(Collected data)
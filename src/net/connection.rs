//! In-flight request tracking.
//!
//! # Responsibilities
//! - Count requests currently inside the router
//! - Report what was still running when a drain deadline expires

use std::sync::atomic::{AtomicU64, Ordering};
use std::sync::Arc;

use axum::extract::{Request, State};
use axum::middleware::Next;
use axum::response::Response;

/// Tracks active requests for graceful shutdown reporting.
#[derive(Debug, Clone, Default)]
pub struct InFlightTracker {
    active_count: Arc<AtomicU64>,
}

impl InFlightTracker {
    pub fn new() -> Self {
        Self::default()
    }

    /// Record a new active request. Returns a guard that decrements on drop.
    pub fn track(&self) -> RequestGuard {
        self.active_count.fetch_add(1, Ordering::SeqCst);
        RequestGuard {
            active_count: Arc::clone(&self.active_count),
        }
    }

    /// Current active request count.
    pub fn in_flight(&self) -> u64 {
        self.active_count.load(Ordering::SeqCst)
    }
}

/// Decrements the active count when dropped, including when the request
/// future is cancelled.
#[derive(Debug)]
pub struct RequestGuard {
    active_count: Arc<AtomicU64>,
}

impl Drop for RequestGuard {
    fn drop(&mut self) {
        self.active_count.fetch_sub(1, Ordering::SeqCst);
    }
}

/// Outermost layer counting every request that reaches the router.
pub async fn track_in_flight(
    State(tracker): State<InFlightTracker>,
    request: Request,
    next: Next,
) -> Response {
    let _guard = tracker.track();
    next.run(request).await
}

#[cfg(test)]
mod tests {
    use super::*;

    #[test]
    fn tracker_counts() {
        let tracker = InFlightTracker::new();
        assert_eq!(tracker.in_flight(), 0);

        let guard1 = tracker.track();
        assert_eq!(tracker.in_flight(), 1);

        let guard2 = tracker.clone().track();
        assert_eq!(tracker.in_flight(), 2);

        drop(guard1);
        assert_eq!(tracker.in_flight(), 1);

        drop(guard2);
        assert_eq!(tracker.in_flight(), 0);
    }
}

==

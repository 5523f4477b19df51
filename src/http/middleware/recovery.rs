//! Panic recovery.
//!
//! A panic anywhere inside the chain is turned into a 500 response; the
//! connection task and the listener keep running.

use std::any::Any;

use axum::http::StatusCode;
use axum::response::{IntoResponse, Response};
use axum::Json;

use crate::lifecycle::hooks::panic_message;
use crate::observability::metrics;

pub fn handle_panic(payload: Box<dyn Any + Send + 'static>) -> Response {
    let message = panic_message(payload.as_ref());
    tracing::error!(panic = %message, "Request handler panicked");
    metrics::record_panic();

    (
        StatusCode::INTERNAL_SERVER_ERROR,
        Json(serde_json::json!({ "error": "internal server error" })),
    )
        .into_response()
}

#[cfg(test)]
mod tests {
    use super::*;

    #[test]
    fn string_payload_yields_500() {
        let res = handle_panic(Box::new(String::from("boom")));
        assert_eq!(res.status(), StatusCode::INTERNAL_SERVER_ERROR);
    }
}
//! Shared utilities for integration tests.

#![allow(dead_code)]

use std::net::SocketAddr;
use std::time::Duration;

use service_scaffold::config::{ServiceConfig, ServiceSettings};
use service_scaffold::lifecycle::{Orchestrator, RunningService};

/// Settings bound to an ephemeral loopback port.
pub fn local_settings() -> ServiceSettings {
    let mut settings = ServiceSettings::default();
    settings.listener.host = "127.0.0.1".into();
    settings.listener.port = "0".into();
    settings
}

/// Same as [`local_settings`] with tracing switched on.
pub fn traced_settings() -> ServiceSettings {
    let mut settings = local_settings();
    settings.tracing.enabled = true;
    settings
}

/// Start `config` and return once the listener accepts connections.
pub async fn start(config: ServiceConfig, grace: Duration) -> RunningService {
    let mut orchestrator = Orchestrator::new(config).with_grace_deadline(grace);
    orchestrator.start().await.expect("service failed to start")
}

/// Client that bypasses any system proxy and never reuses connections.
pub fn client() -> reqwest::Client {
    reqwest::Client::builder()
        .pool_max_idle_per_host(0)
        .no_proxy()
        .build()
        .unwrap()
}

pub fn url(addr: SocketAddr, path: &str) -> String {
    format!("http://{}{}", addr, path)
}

---

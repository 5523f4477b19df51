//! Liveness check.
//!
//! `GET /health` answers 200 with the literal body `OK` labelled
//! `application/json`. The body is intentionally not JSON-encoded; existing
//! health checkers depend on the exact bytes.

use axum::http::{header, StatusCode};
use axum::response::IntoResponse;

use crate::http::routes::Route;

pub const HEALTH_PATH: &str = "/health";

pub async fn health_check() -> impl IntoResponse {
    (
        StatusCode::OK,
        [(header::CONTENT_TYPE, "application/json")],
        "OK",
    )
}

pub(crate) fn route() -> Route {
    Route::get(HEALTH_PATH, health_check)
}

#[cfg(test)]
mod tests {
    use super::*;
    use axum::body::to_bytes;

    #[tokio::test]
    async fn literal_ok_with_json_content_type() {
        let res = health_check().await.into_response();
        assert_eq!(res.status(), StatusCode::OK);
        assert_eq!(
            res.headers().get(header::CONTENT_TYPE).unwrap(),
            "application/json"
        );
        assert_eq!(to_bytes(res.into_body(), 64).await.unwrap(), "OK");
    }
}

What to produce:
Among the lines of the data above, find those with the word "RequestGuard" and show them.

Solved exercise:
    pub fn track(&self) -> RequestGuard {
        RequestGuard {
pub struct RequestGuard {
impl Drop for RequestGuard {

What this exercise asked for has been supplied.